» **Exercise directions**: Say how many of the lines below contain the word "push"; nothing else belongs in the answer.

» **Data extracts**:
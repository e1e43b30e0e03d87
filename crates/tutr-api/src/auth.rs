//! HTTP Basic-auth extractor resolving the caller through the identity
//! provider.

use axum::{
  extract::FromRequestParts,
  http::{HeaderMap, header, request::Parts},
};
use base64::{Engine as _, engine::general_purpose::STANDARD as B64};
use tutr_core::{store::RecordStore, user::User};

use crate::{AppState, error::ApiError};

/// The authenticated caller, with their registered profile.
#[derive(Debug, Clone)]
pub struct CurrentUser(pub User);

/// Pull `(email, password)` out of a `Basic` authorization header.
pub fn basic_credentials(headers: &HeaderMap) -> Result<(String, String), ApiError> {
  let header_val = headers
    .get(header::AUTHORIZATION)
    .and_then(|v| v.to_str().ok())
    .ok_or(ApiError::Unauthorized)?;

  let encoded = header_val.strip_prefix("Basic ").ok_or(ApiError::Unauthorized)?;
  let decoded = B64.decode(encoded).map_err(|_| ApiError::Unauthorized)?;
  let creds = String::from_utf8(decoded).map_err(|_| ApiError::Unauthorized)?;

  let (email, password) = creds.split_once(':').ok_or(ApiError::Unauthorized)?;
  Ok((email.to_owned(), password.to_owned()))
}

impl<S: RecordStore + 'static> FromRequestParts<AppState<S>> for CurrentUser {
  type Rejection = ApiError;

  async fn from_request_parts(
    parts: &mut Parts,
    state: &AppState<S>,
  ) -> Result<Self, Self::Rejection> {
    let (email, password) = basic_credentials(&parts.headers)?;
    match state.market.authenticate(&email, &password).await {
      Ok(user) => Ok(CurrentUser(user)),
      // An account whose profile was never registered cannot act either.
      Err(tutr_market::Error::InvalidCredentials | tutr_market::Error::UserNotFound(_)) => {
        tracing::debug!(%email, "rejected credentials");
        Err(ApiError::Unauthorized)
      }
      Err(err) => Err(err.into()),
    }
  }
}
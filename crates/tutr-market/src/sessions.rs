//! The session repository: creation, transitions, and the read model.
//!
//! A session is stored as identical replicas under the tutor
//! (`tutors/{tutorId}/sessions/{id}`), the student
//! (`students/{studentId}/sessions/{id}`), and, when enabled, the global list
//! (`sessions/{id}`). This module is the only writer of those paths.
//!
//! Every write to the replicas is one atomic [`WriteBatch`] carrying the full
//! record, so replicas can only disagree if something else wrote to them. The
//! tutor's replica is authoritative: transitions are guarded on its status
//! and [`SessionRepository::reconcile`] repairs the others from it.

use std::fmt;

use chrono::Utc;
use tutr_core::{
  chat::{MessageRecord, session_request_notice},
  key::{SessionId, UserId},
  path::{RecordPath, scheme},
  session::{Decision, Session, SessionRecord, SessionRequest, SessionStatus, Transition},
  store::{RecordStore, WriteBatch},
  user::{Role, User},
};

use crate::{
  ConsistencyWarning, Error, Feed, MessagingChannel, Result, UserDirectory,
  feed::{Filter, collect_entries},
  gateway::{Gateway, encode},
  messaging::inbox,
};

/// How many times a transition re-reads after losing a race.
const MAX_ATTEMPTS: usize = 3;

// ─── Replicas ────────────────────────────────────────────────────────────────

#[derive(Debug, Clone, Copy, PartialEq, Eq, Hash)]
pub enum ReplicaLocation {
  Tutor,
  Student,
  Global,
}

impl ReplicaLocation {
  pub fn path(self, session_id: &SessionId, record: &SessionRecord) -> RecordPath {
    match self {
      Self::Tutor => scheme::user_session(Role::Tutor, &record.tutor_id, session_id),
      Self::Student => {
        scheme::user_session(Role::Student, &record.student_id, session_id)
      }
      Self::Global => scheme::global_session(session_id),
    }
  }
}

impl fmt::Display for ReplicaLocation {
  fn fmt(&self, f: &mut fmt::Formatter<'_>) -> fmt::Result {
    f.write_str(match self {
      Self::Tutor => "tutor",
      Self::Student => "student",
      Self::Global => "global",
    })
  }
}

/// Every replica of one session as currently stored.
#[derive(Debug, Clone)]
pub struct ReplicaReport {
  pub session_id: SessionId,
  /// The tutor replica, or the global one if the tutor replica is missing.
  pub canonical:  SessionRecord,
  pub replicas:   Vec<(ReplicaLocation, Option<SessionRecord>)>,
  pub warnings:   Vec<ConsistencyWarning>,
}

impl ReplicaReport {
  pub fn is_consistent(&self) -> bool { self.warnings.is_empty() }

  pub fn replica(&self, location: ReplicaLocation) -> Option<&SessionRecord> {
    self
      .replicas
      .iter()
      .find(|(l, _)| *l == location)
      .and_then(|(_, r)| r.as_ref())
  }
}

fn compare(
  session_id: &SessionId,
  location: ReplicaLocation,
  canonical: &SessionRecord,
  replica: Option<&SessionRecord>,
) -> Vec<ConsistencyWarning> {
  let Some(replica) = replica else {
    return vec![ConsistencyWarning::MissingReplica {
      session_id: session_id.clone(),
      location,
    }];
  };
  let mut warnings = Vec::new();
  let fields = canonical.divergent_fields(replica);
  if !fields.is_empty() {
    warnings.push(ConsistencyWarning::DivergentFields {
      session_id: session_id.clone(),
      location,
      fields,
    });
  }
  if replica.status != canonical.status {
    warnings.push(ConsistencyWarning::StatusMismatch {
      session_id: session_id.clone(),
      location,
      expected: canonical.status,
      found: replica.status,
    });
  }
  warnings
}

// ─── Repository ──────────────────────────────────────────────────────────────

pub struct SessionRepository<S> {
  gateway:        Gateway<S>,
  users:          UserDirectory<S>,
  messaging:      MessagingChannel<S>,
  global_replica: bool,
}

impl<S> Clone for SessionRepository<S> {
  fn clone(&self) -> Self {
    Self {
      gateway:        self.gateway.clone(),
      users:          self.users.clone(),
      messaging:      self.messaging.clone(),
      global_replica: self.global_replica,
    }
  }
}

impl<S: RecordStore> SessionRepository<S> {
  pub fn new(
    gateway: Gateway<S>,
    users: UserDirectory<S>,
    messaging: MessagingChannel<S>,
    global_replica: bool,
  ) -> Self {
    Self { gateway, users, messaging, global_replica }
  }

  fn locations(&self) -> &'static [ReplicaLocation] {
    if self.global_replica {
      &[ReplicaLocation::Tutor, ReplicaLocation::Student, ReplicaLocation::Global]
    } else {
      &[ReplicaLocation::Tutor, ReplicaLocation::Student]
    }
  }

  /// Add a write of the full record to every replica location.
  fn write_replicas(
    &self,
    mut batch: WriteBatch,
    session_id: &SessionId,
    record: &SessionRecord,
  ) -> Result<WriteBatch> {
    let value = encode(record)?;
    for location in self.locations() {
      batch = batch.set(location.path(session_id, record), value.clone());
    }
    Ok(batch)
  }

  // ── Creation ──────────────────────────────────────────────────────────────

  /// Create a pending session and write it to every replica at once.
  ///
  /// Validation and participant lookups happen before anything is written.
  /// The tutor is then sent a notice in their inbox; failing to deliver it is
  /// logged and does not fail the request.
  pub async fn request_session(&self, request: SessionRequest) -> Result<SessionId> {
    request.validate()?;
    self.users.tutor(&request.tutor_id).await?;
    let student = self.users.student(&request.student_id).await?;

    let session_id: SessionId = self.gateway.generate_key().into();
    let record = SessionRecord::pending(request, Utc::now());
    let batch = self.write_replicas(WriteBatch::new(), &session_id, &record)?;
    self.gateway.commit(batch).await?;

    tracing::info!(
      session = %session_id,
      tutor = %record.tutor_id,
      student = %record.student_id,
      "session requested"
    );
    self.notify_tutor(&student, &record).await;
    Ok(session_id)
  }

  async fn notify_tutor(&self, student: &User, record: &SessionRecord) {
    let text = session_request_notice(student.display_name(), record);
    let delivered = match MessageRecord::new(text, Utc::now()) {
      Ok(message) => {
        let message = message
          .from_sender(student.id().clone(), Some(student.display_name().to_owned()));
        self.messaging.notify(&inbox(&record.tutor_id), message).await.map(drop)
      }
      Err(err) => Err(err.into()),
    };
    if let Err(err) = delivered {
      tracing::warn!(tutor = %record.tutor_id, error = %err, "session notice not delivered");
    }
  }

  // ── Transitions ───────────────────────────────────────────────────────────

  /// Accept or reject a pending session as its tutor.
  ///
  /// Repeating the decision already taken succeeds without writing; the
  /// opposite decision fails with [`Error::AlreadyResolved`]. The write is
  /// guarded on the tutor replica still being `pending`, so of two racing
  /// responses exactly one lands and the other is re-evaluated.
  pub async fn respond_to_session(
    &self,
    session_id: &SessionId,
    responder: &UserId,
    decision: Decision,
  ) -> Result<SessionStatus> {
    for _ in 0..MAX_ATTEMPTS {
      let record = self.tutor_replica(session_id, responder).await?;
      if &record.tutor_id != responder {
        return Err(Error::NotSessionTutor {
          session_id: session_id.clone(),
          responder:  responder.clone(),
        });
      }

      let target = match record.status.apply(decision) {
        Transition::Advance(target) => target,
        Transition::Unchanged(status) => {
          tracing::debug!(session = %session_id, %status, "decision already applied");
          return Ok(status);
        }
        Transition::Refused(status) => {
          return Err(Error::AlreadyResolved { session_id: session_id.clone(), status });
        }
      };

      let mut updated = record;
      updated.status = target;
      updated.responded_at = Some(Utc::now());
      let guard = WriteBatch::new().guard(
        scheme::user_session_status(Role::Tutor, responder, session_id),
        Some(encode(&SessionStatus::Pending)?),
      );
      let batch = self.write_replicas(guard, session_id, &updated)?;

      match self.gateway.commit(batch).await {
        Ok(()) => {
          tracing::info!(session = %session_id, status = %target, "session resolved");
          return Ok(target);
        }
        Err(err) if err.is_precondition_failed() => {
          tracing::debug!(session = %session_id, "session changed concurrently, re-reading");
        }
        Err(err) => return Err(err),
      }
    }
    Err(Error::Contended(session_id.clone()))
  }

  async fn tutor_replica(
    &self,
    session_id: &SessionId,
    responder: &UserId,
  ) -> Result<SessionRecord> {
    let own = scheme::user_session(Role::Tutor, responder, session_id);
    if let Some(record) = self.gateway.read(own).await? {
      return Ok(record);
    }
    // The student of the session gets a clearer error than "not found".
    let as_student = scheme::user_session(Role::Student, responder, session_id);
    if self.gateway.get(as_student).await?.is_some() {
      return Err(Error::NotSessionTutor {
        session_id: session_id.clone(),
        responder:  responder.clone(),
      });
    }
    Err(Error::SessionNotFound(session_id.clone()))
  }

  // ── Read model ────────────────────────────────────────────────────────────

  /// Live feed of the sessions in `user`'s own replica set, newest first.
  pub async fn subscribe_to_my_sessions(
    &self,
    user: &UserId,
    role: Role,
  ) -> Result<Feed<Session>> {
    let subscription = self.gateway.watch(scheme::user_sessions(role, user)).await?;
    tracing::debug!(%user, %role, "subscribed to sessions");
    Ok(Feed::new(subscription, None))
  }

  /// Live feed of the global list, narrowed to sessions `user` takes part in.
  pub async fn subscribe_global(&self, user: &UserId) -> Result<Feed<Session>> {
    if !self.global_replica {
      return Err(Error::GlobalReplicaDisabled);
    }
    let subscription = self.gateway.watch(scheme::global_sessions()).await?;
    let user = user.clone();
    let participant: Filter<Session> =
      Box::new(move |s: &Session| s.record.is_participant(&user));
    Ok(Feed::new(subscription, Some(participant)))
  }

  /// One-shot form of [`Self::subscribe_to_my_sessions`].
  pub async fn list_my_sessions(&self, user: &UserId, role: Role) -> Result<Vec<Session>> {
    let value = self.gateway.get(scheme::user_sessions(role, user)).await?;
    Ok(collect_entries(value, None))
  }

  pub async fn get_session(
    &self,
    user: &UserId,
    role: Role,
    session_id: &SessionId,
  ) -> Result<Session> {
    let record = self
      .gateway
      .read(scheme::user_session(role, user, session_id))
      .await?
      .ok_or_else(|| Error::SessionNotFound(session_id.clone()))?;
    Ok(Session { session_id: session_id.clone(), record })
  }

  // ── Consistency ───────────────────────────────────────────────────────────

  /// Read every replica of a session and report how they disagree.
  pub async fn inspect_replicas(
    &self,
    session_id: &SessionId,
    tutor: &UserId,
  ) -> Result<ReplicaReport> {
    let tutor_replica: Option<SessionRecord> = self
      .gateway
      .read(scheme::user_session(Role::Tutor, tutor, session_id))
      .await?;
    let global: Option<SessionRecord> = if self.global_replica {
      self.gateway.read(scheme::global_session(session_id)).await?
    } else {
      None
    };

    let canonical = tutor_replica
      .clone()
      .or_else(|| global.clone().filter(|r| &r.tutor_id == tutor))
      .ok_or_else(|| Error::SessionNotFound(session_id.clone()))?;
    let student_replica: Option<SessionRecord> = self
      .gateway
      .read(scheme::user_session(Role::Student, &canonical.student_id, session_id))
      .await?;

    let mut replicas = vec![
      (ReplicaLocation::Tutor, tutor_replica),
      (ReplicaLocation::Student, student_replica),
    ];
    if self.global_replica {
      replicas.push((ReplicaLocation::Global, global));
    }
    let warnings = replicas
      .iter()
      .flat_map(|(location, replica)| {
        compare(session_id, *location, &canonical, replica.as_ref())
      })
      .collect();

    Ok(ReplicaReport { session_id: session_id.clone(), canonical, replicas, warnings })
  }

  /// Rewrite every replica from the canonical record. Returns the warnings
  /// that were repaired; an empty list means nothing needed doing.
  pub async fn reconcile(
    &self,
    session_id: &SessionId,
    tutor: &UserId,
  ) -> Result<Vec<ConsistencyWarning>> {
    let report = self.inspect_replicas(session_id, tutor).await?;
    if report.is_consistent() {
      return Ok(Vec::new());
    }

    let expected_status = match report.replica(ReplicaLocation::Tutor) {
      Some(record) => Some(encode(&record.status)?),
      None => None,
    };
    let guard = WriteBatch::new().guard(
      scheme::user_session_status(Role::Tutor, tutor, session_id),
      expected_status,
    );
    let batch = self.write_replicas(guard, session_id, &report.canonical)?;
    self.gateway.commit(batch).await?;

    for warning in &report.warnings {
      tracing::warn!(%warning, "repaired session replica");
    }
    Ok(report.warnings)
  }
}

» **Solution below**: 3